United States District Court, S.D. Indiana, Indianapolis Division

July 13, 2018

KELLEY VALE-GUGLIUZZI as personal representative of the ESTATE OF JOSHUA BELLAMY, Plaintiff,
v.
JOHN LAYTON in his official capacity as Sheriff of Marion County, JEJUAN WESTMORELAND in his individual and official capacities, CORRECT CARE SOLUTIONS LLC, JENNIFER DEESE in her individual and Official capacities, WILBERT GORDY in his individual and official capacities, FELICIA CLARK in her individual and official capacities, MCDANIELS Deputy, Defendants.

          ORDER

          Hon. Jane Magnus-Stinson, Chief Judge

         This case arises following the suicide of Joshua Bellamy while he was an inmate in the Marion County Jail. Plaintiff Kelley Vale-Gugliuzzi, as representative of Mr. Bellamy's estate, raises multiple claims against a variety of defendants, including Correct Care Solutions LLC (“CCS”). Presently pending before the Court is CCS's Motion for Judgment on the Pleadings. For the reasons described below, the Court denies CCS's Motion.

         I.

         Legal Standard

         Federal Rule of Civil Procedure 8(a)(2) “requires only ‘a short and plain statement of the claim showing that the pleader is entitled to relief.'” Erickson v. Pardus, 551 U.S. 89, 93 (2007) (quoting Fed. R. Civ. Pro. 8(a)(2)). “Specific facts are not necessary, the statement need only ‘give the defendant fair notice of what the ... claim is and the grounds upon which it rests.'” Erickson, 551 U.S. at 93 (quoting Bell Atlantic v. Twombly, 550 U.S. 544, 555 (2007)).

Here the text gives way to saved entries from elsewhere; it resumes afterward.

//! Static assets for the operator console.
//!
//! Serves a built front-end from a directory on disk; when none is present
//! a minimal placeholder page keeps `/` useful.

use std::path::PathBuf;

use axum::{
    body::Body,
    extract::State,
    http::{header, StatusCode, Uri},
    response::{IntoResponse, Response},
    routing::get,
    Router,
};
use tracing::debug;

#[derive(Clone)]
struct WebState {
    static_dir: PathBuf,
}

pub fn routes(static_dir: PathBuf) -> Router {
    let state = WebState { static_dir };
    Router::new()
        .route("/", get(serve))
        .route("/static/*path", get(serve))
        .with_state(state)
}

async fn serve(State(state): State<WebState>, uri: Uri) -> Response {
    let mut path = uri.path().trim_start_matches('/').to_string();
    if let Some(rest) = path.strip_prefix("static/") {
        path = rest.to_string();
    }
    if path.is_empty() {
        path = "index.html".to_string();
    }
    if path.split('/').any(|seg| seg == "..") {
        return (StatusCode::BAD_REQUEST, "bad path").into_response();
    }

    let full = state.static_dir.join(&path);
    if full.is_file() {
        let mime = mime_guess::from_path(&full).first_or_octet_stream();
        match tokio::fs::read(&full).await {
            Ok(content) => {
                return Response::builder()
                    .header(header::CONTENT_TYPE, mime.as_ref())
                    .body(Body::from(content))
                    .unwrap();
            }
            Err(e) => debug!("failed to read asset {:?}: {}", full, e),
        }
    }

    // SPA fallback: unknown paths get index.html when one exists
    let index = state.static_dir.join("index.html");
    if index.is_file() {
        if let Ok(content) = tokio::fs::read(&index).await {
            return Response::builder()
                .header(header::CONTENT_TYPE, "text/html")
                .body(Body::from(content))
                .unwrap();
        }
    }

    placeholder()
}

fn placeholder() -> Response {
    Response::builder()
        .status(StatusCode::OK)
        .header(header::CONTENT_TYPE, "text/html")
        .body(Body::from(
            "<!doctype html><html><head><title>ragbridge</title></head>\
             <body><h1>ragbridge</h1><p>The console front-end is not built. \
             The API is live under <code>/api</code>; try <code>ragctl</code> \
             from a terminal.</p></body></html>",
        ))
        .unwrap()
}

         A motion for judgment on the pleadings brought pursuant to Federal Rule of Civil Procedure 12(c) is governed by the same standard that applies to a motion to dismiss under Rule 12(b)(6). United States v. Wood, 925 F.2d 1580, 1581 (7th Cir. 1991). A “court may consider only matters presented in the pleadings and must view the facts in the light most favorable to the nonmoving party.” Nat'l Fid. Life Ins. Co. v. Karaganis, 811 F.2d 357, 358 (7th Cir. 1987) (citing Republic Steel Corp. v. Pennsylvania Eng'g Corp., 785 F.2d 174, 177 n. 2 (7th Cir. 1986)). The Court should “take all well-pleaded allegations in the plaintiffs' pleadings to be true, and [should] view the facts and inferences to be drawn from those allegations in the light most favorable to the plaintiffs.” Republic Steel Corp., 785 F.2d at 177 n. 2. However, “a court is ‘not bound to accept as true a legal conclusion couched as a factual allegation.'” Twombly, 550 U.S. at 555 (quoting Papasan v. Allain, 478 U.S. 265, 286 (1986)). “The documents a court may consider under Rule 12(c) include the complaint, the answer, and any written exhibits attached as exhibits [to either].” N. Indiana Gun & Outdoor Shows, Inc. 163 F.3d at 452, 452 (7th Cir. 1998) (citing Fed R. Civ. P. 10(c)). “A motion for judgment on the pleadings may be granted only if the moving party clearly establishes that no material issue of fact remains to be resolved and that [the moving party] is entitled to judgment as a matter of law.” Karaganis, 811 F.2d at 358 (citing Flora v. Home Fed. Savings & Loan Ass'n, 685 F.2d 209, 211 (7th Cir. 1982)).

         II.

         Background

         The following are the factual allegations in the First Amended Complaint, which, pursuant to the standard described above, the Court must accept as true at this time. In 2015, at least four inmates under the care and control of the Marion County Sheriff's Department, including Mark Snyder, Dejuan Shepard, Walter Gamble, and Thomas Miles, committed suicide. [Filing No. 36 at 3; Filing No. 36 at 8.] After those suicides, Marion County Sheriff John Layton created a suicide prevention task force, which in 2016 issued recommendations for several procedural changes to reduce the risk of jail suicides. [Filing No. 36 at 3.]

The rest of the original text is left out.